Takeaways for Consolidators
A tough economy opens opportunities for practice consolidators to diversify their revenue streams creatively. With looser telemedicine regulations and the growing adoption of mobile apps, artificial intelligence and at-home smart devices, the industry is ripe for innovation. Rising pet ownership, longer pet lifespans and growing demand for convenient care and wellness-focused services offer consolidators fresh ways to rethink their business models and scale up.
At the same time, consolidators will need to put extra effort into improving their employer reputation and enhancing team retention. While the debate continues over whether a shortage of veterinarians truly exists, one thing is certain: Burnout rates remain high, and competition for talent isn’t likely to go down.
Takeaways for Independents
While 2021’s multiples in the upper teens and 20s might not return, veterinary practices are seeing some of the highest valuations across any sector. Selling at a double-digit multiple is still a great win. Due diligence is as crucial as ever, especially with buyers involving private equity components.
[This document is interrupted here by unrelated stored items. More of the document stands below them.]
// ============================================================================
// Tests
// ============================================================================

#[cfg(test)]
mod tests {
    use super::*;
    use crate::ast::build;
    use crate::model::{DeclKind, ScopeKind, SymbolModel};
    use pysense_core::source::{Revision, Span};
    use std::path::Path;

    fn int() -> Type {
        Type::Integral(IntegralKind::Int)
    }

    fn setup() -> (SymbolModel, ScopeId) {
        let mut m = SymbolModel::new();
        let file = m.intern_file(Path::new("main.py"));
        let module = m.new_scope(ScopeKind::Module, file, Span::new(0, 1000), None, None);
        m.file_mut(file).module_scope = Some(module);
        (m, module)
    }

    #[test]
    fn test_constants_resolve_immediately() {
        let (m, scope) = setup();
        let mut v = ExpressionVisitor::new(&m, scope);
        assert_eq!(
            v.infer(&build::name("True")).ty,
            Type::Integral(IntegralKind::Bool)
        );
        assert_eq!(v.infer(&build::name("None")).ty, Type::void());
    }

    #[test]
    fn test_literals() {
        let (m, scope) = setup();
        let mut v = ExpressionVisitor::new(&m, scope);
        assert_eq!(v.infer(&build::int(1)).ty, int());
        assert_eq!(
            v.infer(&build::str_lit("x")).ty,
            Type::Integral(IntegralKind::Str)
        );
        let list = v.infer(&build::list(vec![build::int(1), build::int(2)]));
        assert_eq!(list.ty.content_type(), Some(&int()));
    }

    #[test]
    fn test_unresolved_name_degrades_and_reports() {
        let (m, scope) = setup();
        let mut v = ExpressionVisitor::new(&m, scope).with_unknown_name_reporting();
        let result = v.infer(&build::name("ghost"));
        assert!(result.ty.is_mixed());
        assert!(result.declaration().is_none());
        assert_eq!(v.unknown_names, vec!["ghost".to_string()]);
        // duplicates collapse
        let _ = v.infer(&build::name("ghost"));
        assert_eq!(v.unknown_names.len(), 1);
    }

    #[test]
    fn test_name_lookup_honors_position_bound() {
        let (mut m, scope) = setup();
        let file = m.scope(scope).file;
        m.new_declaration(
            "late",
            DeclKind::Instance,
            int(),
            file,
            Span::new(500, 504),
            Revision(1),
            scope,
        );
        let mut v = ExpressionVisitor::new(&m, scope);
        // reference before the declaration: invisible
        let early = v.infer(&build::at(build::name("late"), 10, 14));
        assert!(early.ty.is_mixed());
        // reference after: visible
        let after = v.infer(&build::at(build::name("late"), 600, 604));
        assert_eq!(after.ty, int());
        // global search sees it regardless of position
        let mut g = ExpressionVisitor::new(&m, scope).with_global_search();
        assert_eq!(g.infer(&build::at(build::name("late"), 10, 14)).ty, int());
    }

    #[test]
    fn test_tuple_subscript_precision() {
        let (mut m, scope) = setup();
        let file = m.scope(scope).file;
        m.new_declaration(
            "t",
            DeclKind::Instance,
            Type::Indexed {
                entries: vec![int(), Type::Integral(IntegralKind::Str)],
            },
            file,
            Span::new(0, 1),
            Revision(1),
            scope,
        );
        let mut v = ExpressionVisitor::new(&m, scope);
        assert_eq!(v.infer(&build::subscript(build::name("t"), build::int(0))).ty, int());
        assert_eq!(
            v.infer(&build::subscript(build::name("t"), build::int(-1))).ty,
            Type::Integral(IntegralKind::Str)
        );
        // an unknown index yields the union of all positions
        let any = v.infer(&build::subscript(build::name("t"), build::name("i")));
        assert!(matches!(any.ty, Type::Unsure(_)));
        // a slice yields the container itself
        let sliced = v.infer(&build::slice(build::name("t")));
        assert!(matches!(sliced.ty, Type::Indexed { .. }));
    }

    #[test]
    fn test_operators() {
        let (m, scope) = setup();
        let mut v = ExpressionVisitor::new(&m, scope);
        // same operand types: left type wins
        assert_eq!(v.infer(&build::binop(build::int(1), build::int(2))).ty, int());
        // different operand types: unknown
        assert!(v
            .infer(&build::binop(build::int(1), build::str_lit("s")))
            .ty
            .is_mixed());
        // comparisons and boolean operators always yield bool
        assert_eq!(
            v.infer(&build::compare(build::int(1), vec![build::int(2)])).ty,
            Type::Integral(IntegralKind::Bool)
        );
    }

    #[test]
    fn test_conditional_expression_merges_branches() {
        let (m, scope) = setup();
        let mut v = ExpressionVisitor::new(&m, scope);
        let e = build::if_exp(build::name("c"), build::int(1), build::str_lit("s"));
        let result = v.infer(&e);
        assert_eq!(
            result.ty,
            Type::merge(int(), Type::Integral(IntegralKind::Str))
        );
    }

    #[test]
    fn test_attribute_on_structure() {
        let (mut m, scope) = setup();
        let file = m.scope(scope).file;
        let class_scope = m.new_scope(
            ScopeKind::Class,
            file,
            Span::new(0, 50),
            Some(scope),
            Some("C".into()),
        );
        let class_decl = m.new_declaration(
            "C",
            DeclKind::Class,
            Type::mixed(),
            file,
            Span::new(0, 1),
            Revision(1),
            scope,
        );
        m.declaration_mut(class_decl).ty = Type::Structure {
            declaration: class_decl,
            scope: class_scope,
        };
        m.new_declaration(
            "member",
            DeclKind::ClassMember,
            int(),
            file,
            Span::new(10, 16),
            Revision(1),
            class_scope,
        );
        m.new_declaration(
            "c",
            DeclKind::Instance,
            Type::Structure {
                declaration: class_decl,
                scope: class_scope,
            },
            file,
            Span::new(60, 61),
            Revision(1),
            scope,
        );
        let mut v = ExpressionVisitor::new(&m, scope);
        let base = || build::at(build::name("c"), 900, 901);
        let got = v.infer(&build::attribute(base(), "member"));
        assert_eq!(got.ty, int());
        assert!(got.declaration().is_some());
        // a missing member on a useful base keeps should_be_known set
        let missing = v.infer(&build::attribute(base(), "ghost"));
        assert!(missing.ty.is_mixed());
        assert!(v.should_be_known);
        // a missing member on a meaningless base clears it
        let _ = v.infer(&build::attribute(build::name("nothing"), "attr"));
        assert!(!v.should_be_known);
    }

    #[test]
    fn test_constructor_call_yields_instance() {
        let (mut m, scope) = setup();
        let file = m.scope(scope).file;
        let class_scope = m.new_scope(
            ScopeKind::Class,
            file,
            Span::new(0, 50),
            Some(scope),
            Some("C".into()),
        );
        let class_decl = m.new_declaration(
            "C",
            DeclKind::Class,
            Type::mixed(),
            file,
            Span::new(0, 1),
            Revision(1),
            scope,
        );
        let structure = Type::Structure {
            declaration: class_decl,
            scope: class_scope,
        };
        m.declaration_mut(class_decl).ty = structure.clone();
        let mut v = ExpressionVisitor::new(&m, scope);
        let got = v.infer(&build::at(build::call(build::name("C"), vec![]), 100, 103));
        assert_eq!(got.ty, structure);
        assert!(!got.is_alias);
        // calling an unknown name yields unknown, never an error
        let unknown = v.infer(&build::call(build::name("nope"), vec![]));
        assert!(unknown.ty.is_mixed());
    }

    #[test]
    fn test_function_call_yields_return_type() {
        let (mut m, scope) = setup();
        let file = m.scope(scope).file;
        let f = m.new_declaration(
            "f",
            DeclKind::Function,
            Type::Function {
                parameters: vec![Type::mixed()],
                returns: Box::new(int()),
            },
            file,
            Span::new(0, 1),
            Revision(1),
            scope,
        );
        let _ = f;
        let mut v = ExpressionVisitor::new(&m, scope);
        let got = v.infer(&build::at(
            build::call(build::name("f"), vec![build::int(5)]),
            100,
            108,
        ));
        assert_eq!(got.ty, int());
    }
}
For private practice owners not quite ready to sell, the current environment presents an opportunity to strengthen hospital operations. As demand dips, driving revenue growth becomes more challenging, so the focus should shift to enhancing efficiencies with technology and optimizing expenses. Inventory management, a major cost, is an easy target for improvement and can boost profits, whether for a future practice sale or reinvestment. For those considering an exit in the next year or two, now is the time to make changes, as buyers will scrutinize recent performance to assess the financial health of potential acquisitions.
Many practice owners who didn’t act on the sky-high multiples of 2021 are now more eager to exit and retire. For those owners, the shift in market conditions might be the nudge they need to sell sooner rather than later.